Below is some data. Retype exactly the lines starting at the one with "candidates.push(PathBuf::from(explicit));" and ending at the one with "None => Err(LocateError::JarNotFound".

[Collected data entries]
↓↓↓

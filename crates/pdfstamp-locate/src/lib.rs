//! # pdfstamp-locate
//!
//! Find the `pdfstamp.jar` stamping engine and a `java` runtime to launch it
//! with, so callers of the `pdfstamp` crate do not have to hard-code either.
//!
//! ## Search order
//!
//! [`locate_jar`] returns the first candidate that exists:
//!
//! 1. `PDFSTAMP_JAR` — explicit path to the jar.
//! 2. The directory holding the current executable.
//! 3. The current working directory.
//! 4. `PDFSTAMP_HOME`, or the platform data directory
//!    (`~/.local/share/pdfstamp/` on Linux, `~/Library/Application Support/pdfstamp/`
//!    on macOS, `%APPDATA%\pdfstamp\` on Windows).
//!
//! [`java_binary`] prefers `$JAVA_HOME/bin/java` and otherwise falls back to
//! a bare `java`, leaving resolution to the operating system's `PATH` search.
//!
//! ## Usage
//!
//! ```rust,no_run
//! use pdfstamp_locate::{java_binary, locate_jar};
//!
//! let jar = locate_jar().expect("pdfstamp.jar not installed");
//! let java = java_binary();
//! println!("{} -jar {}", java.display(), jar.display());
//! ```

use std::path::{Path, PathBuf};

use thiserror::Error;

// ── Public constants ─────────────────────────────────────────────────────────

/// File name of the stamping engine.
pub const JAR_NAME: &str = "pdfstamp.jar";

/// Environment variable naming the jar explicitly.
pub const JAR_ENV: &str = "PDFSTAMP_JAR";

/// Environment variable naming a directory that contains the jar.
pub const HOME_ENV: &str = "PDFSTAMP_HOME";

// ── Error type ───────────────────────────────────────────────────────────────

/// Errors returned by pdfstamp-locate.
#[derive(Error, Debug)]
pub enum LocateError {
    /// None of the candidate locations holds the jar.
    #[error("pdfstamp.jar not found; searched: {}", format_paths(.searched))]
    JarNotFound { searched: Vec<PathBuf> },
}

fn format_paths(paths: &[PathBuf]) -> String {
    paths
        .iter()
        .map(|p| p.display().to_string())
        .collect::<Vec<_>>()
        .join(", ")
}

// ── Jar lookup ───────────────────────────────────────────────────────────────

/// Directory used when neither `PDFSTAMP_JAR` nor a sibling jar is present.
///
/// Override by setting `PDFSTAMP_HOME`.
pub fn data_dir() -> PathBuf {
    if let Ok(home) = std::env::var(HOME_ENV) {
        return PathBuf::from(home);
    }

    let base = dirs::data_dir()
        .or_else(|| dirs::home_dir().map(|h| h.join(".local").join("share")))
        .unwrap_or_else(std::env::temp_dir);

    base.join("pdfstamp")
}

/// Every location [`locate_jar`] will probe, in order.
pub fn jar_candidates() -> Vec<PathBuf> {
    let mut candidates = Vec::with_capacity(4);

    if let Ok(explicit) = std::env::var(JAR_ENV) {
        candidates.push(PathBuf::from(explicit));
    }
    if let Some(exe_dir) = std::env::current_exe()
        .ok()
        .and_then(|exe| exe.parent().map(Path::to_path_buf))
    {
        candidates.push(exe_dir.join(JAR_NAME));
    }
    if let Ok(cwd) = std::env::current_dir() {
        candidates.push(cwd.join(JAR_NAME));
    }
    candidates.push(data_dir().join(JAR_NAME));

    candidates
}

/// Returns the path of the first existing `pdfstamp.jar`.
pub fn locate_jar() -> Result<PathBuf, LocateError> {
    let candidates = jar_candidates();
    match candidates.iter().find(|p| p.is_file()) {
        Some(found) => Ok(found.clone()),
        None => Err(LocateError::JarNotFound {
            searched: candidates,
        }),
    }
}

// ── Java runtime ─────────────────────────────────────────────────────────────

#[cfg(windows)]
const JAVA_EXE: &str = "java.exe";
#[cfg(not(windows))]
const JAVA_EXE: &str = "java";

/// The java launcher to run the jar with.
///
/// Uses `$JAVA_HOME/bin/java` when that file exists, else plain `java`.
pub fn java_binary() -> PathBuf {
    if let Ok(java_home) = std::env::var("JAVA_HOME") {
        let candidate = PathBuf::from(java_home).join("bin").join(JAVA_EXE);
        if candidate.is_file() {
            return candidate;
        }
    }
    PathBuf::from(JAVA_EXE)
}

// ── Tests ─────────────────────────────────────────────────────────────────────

↑↑↑

ANSWER SECTION
        candidates.push(PathBuf::from(explicit));
    }
    if let Some(exe_dir) = std::env::current_exe()
        .ok()
        .and_then(|exe| exe.parent().map(Path::to_path_buf))
    {
        candidates.push(exe_dir.join(JAR_NAME));
    }
    if let Ok(cwd) = std::env::current_dir() {
        candidates.push(cwd.join(JAR_NAME));
    }
    candidates.push(data_dir().join(JAR_NAME));

    candidates
}

/// Returns the path of the first existing `pdfstamp.jar`.
pub fn locate_jar() -> Result<PathBuf, LocateError> {
    let candidates = jar_candidates();
    match candidates.iter().find(|p| p.is_file()) {
        Some(found) => Ok(found.clone()),
        None => Err(LocateError::JarNotFound {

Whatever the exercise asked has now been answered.